Task inputs>
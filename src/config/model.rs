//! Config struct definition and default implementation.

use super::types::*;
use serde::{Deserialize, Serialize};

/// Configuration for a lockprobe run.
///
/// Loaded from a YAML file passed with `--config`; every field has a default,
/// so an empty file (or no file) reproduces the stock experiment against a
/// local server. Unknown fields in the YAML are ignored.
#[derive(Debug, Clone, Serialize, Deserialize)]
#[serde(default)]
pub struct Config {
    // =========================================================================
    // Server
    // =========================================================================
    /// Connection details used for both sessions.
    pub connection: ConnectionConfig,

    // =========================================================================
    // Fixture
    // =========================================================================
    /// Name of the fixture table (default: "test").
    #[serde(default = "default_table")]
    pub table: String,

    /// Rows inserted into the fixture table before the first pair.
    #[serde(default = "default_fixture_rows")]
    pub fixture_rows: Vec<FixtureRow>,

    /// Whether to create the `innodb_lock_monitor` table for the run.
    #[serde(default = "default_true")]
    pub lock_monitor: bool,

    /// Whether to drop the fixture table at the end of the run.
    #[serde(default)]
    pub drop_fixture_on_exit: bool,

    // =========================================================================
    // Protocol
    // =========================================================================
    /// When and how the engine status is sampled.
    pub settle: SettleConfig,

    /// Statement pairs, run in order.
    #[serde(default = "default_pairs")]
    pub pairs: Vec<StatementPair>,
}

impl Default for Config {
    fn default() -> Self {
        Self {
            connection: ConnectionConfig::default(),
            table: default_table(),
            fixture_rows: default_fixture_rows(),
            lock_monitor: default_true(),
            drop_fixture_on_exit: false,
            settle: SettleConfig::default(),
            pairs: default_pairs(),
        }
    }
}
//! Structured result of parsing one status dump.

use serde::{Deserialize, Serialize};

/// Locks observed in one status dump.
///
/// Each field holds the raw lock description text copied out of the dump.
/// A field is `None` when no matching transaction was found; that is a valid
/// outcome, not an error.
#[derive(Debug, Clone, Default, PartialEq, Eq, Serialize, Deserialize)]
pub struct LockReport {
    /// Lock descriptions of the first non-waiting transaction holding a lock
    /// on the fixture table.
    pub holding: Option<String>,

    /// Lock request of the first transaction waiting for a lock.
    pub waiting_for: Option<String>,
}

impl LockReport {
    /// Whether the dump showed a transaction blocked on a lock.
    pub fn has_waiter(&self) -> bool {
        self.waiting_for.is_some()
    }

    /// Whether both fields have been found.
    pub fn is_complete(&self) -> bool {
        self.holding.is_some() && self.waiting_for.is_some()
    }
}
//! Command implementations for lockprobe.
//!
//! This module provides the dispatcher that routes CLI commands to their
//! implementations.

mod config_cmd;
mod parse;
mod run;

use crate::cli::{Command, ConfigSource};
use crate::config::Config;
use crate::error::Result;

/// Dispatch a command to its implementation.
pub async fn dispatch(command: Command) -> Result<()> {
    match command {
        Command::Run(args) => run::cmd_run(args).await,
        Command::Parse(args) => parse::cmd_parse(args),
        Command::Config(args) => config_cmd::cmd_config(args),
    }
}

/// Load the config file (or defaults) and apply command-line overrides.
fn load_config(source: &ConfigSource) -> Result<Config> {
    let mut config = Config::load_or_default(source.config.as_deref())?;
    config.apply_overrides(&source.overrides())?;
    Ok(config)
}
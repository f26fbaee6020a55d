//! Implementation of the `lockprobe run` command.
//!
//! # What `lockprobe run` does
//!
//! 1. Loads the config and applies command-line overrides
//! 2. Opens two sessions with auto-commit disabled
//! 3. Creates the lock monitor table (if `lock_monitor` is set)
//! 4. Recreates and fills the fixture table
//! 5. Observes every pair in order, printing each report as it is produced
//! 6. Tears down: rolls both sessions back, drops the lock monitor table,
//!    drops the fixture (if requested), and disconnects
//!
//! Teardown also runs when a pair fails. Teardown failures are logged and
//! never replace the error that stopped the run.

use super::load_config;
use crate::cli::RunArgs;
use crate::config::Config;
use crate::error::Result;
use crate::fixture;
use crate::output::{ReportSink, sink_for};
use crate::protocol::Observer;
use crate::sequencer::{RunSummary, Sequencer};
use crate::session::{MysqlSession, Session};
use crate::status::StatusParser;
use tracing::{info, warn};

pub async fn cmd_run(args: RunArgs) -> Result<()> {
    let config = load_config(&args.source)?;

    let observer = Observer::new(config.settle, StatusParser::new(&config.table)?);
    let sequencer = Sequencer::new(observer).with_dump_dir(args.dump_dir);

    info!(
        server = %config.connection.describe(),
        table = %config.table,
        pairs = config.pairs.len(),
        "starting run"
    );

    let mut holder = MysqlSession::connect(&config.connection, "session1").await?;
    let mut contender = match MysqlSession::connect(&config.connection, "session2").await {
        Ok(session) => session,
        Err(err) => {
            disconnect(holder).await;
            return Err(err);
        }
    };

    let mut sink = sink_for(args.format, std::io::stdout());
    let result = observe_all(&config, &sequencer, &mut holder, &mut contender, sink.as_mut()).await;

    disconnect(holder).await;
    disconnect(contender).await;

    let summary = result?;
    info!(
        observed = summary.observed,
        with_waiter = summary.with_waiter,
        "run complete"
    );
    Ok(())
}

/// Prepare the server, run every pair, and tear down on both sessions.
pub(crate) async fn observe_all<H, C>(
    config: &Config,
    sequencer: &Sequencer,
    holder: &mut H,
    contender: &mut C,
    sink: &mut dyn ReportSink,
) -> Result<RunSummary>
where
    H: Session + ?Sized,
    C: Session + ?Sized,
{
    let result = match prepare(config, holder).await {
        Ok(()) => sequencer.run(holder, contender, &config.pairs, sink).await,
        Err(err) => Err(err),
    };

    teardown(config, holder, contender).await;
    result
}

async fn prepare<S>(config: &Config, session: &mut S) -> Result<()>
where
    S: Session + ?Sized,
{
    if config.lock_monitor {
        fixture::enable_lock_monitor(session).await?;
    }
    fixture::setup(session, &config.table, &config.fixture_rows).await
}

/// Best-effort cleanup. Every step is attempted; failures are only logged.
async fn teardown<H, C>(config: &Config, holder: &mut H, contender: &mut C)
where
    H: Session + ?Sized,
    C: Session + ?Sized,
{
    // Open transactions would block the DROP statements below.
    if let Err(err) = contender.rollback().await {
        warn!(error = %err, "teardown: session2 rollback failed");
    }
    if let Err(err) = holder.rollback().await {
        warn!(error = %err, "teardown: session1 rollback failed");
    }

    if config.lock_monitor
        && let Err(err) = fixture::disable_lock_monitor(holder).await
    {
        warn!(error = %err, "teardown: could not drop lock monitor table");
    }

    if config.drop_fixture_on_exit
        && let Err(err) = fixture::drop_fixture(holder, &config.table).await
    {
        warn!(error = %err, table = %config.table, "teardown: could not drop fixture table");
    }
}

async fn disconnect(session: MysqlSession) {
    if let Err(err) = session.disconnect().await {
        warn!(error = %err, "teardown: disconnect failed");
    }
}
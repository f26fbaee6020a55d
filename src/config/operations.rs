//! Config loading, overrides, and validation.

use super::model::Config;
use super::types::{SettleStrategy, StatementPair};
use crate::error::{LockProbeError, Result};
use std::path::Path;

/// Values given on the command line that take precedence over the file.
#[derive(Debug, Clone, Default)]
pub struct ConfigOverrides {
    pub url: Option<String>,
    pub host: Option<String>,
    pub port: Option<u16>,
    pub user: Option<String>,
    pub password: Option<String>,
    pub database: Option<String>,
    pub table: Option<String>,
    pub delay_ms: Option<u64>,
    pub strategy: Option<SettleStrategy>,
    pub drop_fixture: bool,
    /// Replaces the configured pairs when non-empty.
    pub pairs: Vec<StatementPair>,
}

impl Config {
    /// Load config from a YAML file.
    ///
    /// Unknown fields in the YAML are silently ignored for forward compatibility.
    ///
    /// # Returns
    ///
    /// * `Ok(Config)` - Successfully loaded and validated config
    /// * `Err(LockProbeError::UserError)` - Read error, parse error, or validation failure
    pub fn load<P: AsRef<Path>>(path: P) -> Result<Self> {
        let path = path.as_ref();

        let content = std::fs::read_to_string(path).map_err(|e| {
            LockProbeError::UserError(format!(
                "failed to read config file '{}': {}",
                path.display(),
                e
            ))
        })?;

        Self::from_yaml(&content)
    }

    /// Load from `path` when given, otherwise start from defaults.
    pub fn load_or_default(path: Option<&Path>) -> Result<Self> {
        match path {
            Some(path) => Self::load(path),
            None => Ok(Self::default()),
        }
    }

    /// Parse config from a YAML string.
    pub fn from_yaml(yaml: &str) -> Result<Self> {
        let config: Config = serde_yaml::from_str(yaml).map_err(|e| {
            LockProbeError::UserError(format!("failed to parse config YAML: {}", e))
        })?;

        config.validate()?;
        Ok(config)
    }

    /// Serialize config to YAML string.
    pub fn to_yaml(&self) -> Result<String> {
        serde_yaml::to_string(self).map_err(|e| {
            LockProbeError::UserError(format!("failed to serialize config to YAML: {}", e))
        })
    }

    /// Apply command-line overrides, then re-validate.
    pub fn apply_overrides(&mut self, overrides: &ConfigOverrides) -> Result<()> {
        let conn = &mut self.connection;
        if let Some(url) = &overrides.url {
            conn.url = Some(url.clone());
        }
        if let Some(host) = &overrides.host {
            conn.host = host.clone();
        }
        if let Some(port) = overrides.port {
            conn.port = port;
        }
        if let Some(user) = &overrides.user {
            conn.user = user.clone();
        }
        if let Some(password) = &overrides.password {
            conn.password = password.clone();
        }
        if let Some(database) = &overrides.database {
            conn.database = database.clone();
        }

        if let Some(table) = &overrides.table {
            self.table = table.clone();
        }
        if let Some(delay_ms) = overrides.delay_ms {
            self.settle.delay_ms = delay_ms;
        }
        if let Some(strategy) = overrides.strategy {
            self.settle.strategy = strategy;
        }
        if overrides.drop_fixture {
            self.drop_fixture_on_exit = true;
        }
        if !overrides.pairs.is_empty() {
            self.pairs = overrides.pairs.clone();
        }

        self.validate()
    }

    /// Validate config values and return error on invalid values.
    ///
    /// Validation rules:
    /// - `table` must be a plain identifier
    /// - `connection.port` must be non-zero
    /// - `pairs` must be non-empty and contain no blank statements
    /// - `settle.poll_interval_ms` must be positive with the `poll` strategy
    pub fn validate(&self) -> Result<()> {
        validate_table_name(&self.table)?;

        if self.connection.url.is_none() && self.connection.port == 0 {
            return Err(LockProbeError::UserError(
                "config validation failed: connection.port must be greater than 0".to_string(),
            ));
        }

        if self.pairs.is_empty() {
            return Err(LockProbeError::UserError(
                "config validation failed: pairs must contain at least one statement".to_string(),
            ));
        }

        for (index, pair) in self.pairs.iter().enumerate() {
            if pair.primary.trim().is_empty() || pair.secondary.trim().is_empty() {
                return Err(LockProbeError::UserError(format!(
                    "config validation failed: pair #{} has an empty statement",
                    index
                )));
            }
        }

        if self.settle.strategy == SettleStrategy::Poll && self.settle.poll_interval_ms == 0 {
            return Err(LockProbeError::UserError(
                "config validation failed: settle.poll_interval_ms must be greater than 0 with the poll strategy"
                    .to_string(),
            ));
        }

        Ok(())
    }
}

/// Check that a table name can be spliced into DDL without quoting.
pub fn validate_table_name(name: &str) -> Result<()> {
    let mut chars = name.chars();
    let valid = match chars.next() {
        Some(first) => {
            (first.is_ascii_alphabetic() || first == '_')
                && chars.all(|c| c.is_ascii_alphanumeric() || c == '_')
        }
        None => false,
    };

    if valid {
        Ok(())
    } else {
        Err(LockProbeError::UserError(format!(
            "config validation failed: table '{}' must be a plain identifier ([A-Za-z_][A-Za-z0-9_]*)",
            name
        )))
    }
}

Activity>
Go through the entries and copy every line that has "ConfigSource".

Result of the task>
use crate::cli::{Command, ConfigSource};
fn load_config(source: &ConfigSource) -> Result<Config> {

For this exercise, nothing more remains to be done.